RECORDS SHOWN:
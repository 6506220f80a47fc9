//! Agents and delegation
//!
//! An [`Agent`] owns a [`MessageHistory`](crate::history::MessageHistory),
//! a model client and a capability table, and loops until the model stops
//! asking for tools. Delegation is exposed to the model as ordinary tools:
//!
//! ```text
//! ┌──────────────────────────────────────────────────────────────┐
//! │                         Agent (main)                          │
//! │   agent │ quick_research │ research_lead │ file/web tools     │
//! └────┬───────────┬────────────────┬─────────────────────────────┘
//!      │           │                ▼
//!      │           │        ┌──────────────────────────────────┐
//!      │           │        │        Research lead agent        │
//!      │           │        │ run_blocking_subagent            │
//!      │           │        │ run_parallel_agents (≤ 20)       │
//!      │           │        │ complete_task │ add_citations    │
//!      │           │        └────┬─────────────────────────────┘
//!      ▼           ▼             ▼
//! ┌──────────────────────────────────────────────────────────────┐
//! │     Sub-agents: parent table minus orchestration tools        │
//! └──────────────────────────────────────────────────────────────┘
//! ```
//!
//! Sub-agents never receive `research_lead` or `quick_research`, so the
//! delegation graph cannot cycle.
//!
//! ## Usage
//!
//! ```rust,ignore
//! use std::sync::Arc;
//! use orca_core::agents::{delegation_tools, AgentFactory};
//!
//! let factory = AgentFactory::from_config(client, &config);
//! let base = orca_tools::default_tools()?;
//! let tools = base.extended(delegation_tools(&factory, &base))?;
//!
//! let mut agent = factory.builder("Orca").tools(tools).build();
//! let response = agent.run("Compare the three largest Rust web frameworks").await?;
//! println!("{}", response.text());
//! ```

mod agent;
mod delegation;
mod factory;
mod parallel;
pub mod prompts;
mod research;
mod types;

#[cfg(test)]
mod testing;

use std::sync::Arc;

use crate::tool::{Tool, ToolRegistry};

pub use agent::{stamped_system_prompt, Agent, AgentBuilder, AgentResponse, AgentStats, StopReason};
pub use delegation::{
    delegate, subagent_registry, AgentTool, RunBlockingSubagentTool, ORCHESTRATION_TOOLS,
};
pub use factory::AgentFactory;
pub use parallel::{AgentSpec, ParallelAgentTool};
pub use research::{CitationTool, CompleteTaskTool, QuickResearchTool, ResearchLeadTool, WEB_TOOLS};
pub use types::{SubAgentResult, SubAgentTask, SubAgentTaskBuilder, TaskId, TaskStatus};

/// Delegation capabilities for a main agent: `agent`, `research_lead` and
/// `quick_research`, each built over `base`.
pub fn delegation_tools(factory: &AgentFactory, base: &ToolRegistry) -> Vec<Arc<dyn Tool>> {
    vec![
        Arc::new(AgentTool::new(factory.clone(), base)),
        Arc::new(ResearchLeadTool::new(factory.clone(), base)),
        Arc::new(QuickResearchTool::new(factory.clone(), base)),
    ]
}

TO DO: Could the entire listing be reproduced without any alteration?

EXERCISE RESPONSE:
repository 6506220f80a47fc9
//! Agents and delegation
//!
//! An [`Agent`] owns a [`MessageHistory`](crate::history::MessageHistory),
//! a model client and a capability table, and loops until the model stops
//! asking for tools. Delegation is exposed to the model as ordinary tools:
//!
//! ```text
//! ┌──────────────────────────────────────────────────────────────┐
//! │                         Agent (main)                          │
//! │   agent │ quick_research │ research_lead │ file/web tools     │
//! └────┬───────────┬────────────────┬─────────────────────────────┘
//!      │           │                ▼
//!      │           │        ┌──────────────────────────────────┐
//!      │           │        │        Research lead agent        │
//!      │           │        │ run_blocking_subagent            │
//!      │           │        │ run_parallel_agents (≤ 20)       │
//!      │           │        │ complete_task │ add_citations    │
//!      │           │        └────┬─────────────────────────────┘
//!      ▼           ▼             ▼
//! ┌──────────────────────────────────────────────────────────────┐
//! │     Sub-agents: parent table minus orchestration tools        │
//! └──────────────────────────────────────────────────────────────┘
//! ```
//!
//! Sub-agents never receive `research_lead` or `quick_research`, so the
//! delegation graph cannot cycle.
//!
//! ## Usage
//!
//! ```rust,ignore
//! use std::sync::Arc;
//! use orca_core::agents::{delegation_tools, AgentFactory};
//!
//! let factory = AgentFactory::from_config(client, &config);
//! let base = orca_tools::default_tools()?;
//! let tools = base.extended(delegation_tools(&factory, &base))?;
//!
//! let mut agent = factory.builder("Orca").tools(tools).build();
//! let response = agent.run("Compare the three largest Rust web frameworks").await?;
//! println!("{}", response.text());
//! ```

mod agent;
mod delegation;
mod factory;
mod parallel;
pub mod prompts;
mod research;
mod types;

#[cfg(test)]
mod testing;

use std::sync::Arc;

use crate::tool::{Tool, ToolRegistry};

pub use agent::{stamped_system_prompt, Agent, AgentBuilder, AgentResponse, AgentStats, StopReason};
pub use delegation::{
    delegate, subagent_registry, AgentTool, RunBlockingSubagentTool, ORCHESTRATION_TOOLS,
};
pub use factory::AgentFactory;
pub use parallel::{AgentSpec, ParallelAgentTool};
pub use research::{CitationTool, CompleteTaskTool, QuickResearchTool, ResearchLeadTool, WEB_TOOLS};
pub use types::{SubAgentResult, SubAgentTask, SubAgentTaskBuilder, TaskId, TaskStatus};

/// Delegation capabilities for a main agent: `agent`, `research_lead` and
/// `quick_research`, each built over `base`.
pub fn delegation_tools(factory: &AgentFactory, base: &ToolRegistry) -> Vec<Arc<dyn Tool>> {
    vec![
        Arc::new(AgentTool::new(factory.clone(), base)),
        Arc::new(ResearchLeadTool::new(factory.clone(), base)),
        Arc::new(QuickResearchTool::new(factory.clone(), base)),
    ]
}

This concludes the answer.